Please copy exactly the lines from the top of the data through the line containing "let settings: Self", and nothing else.

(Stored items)
━━━━
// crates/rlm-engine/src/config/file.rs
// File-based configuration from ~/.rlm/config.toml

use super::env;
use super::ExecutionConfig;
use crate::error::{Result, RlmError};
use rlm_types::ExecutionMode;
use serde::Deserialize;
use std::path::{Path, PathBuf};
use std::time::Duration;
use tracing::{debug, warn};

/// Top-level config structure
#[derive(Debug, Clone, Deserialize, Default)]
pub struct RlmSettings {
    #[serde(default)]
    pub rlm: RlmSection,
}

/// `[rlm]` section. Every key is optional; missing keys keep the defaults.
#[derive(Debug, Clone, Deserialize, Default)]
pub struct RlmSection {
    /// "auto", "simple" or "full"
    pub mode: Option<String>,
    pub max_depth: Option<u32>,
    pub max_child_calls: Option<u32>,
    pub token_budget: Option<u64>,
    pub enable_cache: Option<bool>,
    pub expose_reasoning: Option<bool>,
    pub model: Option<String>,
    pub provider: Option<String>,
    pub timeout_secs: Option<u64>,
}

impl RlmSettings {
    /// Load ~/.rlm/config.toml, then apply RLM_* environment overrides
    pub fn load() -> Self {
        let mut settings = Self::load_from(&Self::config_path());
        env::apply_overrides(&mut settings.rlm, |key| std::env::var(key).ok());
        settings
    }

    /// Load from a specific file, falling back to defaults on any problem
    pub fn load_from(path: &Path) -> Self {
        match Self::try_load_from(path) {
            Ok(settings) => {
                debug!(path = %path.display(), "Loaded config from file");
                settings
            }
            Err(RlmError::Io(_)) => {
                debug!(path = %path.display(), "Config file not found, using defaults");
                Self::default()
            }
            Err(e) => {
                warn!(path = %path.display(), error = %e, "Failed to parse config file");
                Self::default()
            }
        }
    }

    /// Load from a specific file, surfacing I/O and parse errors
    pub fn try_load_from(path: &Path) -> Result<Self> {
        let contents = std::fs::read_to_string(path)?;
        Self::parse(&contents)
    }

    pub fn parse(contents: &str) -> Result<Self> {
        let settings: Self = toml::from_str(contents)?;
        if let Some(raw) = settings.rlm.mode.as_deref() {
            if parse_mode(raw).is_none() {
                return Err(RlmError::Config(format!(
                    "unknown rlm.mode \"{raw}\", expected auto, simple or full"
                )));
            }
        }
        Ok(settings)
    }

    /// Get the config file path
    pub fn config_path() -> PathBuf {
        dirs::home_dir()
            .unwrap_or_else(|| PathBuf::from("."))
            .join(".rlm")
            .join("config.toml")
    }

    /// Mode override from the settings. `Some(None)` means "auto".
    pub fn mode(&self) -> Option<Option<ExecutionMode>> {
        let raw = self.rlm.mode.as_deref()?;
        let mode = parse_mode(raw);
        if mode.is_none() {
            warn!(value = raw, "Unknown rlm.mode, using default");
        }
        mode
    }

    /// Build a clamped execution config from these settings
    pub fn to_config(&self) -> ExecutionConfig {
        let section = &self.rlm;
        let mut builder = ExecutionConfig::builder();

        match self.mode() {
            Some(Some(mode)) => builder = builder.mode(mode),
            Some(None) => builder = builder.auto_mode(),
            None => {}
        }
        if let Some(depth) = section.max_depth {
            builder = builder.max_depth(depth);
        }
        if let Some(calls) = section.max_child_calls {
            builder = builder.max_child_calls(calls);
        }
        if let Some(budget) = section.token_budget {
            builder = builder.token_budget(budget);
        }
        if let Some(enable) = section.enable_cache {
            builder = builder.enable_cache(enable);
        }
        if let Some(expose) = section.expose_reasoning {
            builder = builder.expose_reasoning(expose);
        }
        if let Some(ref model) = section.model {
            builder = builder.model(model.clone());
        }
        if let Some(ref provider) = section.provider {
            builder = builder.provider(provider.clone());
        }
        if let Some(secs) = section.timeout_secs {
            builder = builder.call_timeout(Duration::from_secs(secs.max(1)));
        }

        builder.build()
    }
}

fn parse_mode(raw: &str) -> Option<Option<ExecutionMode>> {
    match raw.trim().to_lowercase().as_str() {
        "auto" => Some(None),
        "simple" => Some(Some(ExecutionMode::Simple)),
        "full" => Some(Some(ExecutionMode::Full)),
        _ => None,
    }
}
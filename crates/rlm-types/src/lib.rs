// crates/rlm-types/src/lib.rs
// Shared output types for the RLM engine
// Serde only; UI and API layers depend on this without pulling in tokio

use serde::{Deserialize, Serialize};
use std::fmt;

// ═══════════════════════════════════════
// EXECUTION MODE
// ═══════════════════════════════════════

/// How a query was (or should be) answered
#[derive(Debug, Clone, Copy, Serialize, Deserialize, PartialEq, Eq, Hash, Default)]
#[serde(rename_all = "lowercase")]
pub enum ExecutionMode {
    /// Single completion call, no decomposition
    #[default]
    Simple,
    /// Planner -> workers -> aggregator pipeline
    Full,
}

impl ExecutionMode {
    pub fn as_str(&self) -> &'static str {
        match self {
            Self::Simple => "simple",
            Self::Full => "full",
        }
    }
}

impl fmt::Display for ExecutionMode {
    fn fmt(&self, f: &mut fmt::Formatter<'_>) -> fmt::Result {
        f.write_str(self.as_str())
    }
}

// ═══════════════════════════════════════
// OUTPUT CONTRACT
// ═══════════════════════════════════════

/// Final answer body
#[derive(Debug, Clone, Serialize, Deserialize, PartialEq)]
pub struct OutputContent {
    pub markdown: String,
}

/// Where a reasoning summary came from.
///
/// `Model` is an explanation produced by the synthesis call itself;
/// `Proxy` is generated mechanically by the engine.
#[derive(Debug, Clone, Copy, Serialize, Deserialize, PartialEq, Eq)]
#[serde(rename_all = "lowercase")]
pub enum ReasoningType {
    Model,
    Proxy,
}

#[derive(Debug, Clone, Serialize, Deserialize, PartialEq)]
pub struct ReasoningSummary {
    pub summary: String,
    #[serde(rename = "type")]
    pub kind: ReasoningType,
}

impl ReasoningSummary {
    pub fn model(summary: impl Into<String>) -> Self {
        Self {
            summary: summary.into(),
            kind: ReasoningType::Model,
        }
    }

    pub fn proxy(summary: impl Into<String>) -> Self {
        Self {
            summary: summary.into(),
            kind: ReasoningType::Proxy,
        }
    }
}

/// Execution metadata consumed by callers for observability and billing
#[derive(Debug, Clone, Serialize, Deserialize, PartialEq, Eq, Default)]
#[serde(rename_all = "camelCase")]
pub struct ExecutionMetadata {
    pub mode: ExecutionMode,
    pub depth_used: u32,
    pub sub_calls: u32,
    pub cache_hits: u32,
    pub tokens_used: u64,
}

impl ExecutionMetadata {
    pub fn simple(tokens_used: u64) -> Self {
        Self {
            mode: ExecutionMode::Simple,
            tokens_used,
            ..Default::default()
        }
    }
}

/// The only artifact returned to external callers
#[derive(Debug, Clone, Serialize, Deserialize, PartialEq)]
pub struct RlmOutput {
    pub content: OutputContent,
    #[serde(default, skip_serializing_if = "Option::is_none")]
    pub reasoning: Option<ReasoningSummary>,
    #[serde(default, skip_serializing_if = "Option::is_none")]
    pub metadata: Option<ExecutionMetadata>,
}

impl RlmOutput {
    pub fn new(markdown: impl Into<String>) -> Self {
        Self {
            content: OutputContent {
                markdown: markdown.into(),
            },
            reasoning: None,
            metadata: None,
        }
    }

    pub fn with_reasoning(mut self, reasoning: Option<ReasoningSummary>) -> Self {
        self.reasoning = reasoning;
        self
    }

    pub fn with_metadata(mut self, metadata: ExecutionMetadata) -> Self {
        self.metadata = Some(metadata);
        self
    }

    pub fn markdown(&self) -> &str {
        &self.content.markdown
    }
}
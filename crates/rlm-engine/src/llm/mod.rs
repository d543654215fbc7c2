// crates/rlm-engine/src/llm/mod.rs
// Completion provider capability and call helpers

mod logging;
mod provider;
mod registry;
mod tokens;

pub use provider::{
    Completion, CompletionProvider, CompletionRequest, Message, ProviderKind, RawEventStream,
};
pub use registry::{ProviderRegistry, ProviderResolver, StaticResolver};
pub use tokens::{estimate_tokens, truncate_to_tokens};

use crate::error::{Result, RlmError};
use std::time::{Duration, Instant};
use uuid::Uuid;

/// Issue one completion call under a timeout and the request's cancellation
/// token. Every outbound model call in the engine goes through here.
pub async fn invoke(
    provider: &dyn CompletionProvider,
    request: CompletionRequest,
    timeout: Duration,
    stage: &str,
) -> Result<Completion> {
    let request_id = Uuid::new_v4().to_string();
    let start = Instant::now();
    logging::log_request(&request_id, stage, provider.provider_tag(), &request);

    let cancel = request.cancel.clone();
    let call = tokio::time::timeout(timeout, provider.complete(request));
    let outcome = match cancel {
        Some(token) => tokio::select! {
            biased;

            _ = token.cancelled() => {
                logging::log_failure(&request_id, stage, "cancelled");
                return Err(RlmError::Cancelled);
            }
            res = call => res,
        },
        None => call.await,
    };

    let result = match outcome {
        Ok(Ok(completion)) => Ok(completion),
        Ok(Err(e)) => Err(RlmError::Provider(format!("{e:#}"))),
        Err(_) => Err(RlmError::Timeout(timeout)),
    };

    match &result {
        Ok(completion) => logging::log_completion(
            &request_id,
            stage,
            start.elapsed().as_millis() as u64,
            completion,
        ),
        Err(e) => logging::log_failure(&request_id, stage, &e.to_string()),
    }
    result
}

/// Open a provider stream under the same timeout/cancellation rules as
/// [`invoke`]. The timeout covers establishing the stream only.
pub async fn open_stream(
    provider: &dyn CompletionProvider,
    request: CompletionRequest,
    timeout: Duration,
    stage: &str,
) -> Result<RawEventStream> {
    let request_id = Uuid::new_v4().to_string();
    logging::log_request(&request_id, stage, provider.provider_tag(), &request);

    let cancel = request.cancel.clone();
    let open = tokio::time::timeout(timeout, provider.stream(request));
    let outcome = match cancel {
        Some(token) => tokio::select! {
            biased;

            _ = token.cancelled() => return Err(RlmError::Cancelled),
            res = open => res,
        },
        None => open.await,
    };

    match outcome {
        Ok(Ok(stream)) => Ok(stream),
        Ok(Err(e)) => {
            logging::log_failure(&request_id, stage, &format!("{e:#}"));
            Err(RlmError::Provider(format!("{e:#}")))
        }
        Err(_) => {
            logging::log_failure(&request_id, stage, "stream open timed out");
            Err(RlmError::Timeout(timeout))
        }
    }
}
━━━━
Written solution
// crates/rlm-engine/src/config/file.rs
// File-based configuration from ~/.rlm/config.toml

use super::env;
use super::ExecutionConfig;
use crate::error::{Result, RlmError};
use rlm_types::ExecutionMode;
use serde::Deserialize;
use std::path::{Path, PathBuf};
use std::time::Duration;
use tracing::{debug, warn};

/// Top-level config structure
#[derive(Debug, Clone, Deserialize, Default)]
pub struct RlmSettings {
    #[serde(default)]
    pub rlm: RlmSection,
}

/// `[rlm]` section. Every key is optional; missing keys keep the defaults.
#[derive(Debug, Clone, Deserialize, Default)]
pub struct RlmSection {
    /// "auto", "simple" or "full"
    pub mode: Option<String>,
    pub max_depth: Option<u32>,
    pub max_child_calls: Option<u32>,
    pub token_budget: Option<u64>,
    pub enable_cache: Option<bool>,
    pub expose_reasoning: Option<bool>,
    pub model: Option<String>,
    pub provider: Option<String>,
    pub timeout_secs: Option<u64>,
}

impl RlmSettings {
    /// Load ~/.rlm/config.toml, then apply RLM_* environment overrides
    pub fn load() -> Self {
        let mut settings = Self::load_from(&Self::config_path());
        env::apply_overrides(&mut settings.rlm, |key| std::env::var(key).ok());
        settings
    }

    /// Load from a specific file, falling back to defaults on any problem
    pub fn load_from(path: &Path) -> Self {
        match Self::try_load_from(path) {
            Ok(settings) => {
                debug!(path = %path.display(), "Loaded config from file");
                settings
            }
            Err(RlmError::Io(_)) => {
                debug!(path = %path.display(), "Config file not found, using defaults");
                Self::default()
            }
            Err(e) => {
                warn!(path = %path.display(), error = %e, "Failed to parse config file");
                Self::default()
            }
        }
    }

    /// Load from a specific file, surfacing I/O and parse errors
    pub fn try_load_from(path: &Path) -> Result<Self> {
        let contents = std::fs::read_to_string(path)?;
        Self::parse(&contents)
    }

    pub fn parse(contents: &str) -> Result<Self> {
        let settings: Self = toml::from_str(contents)?;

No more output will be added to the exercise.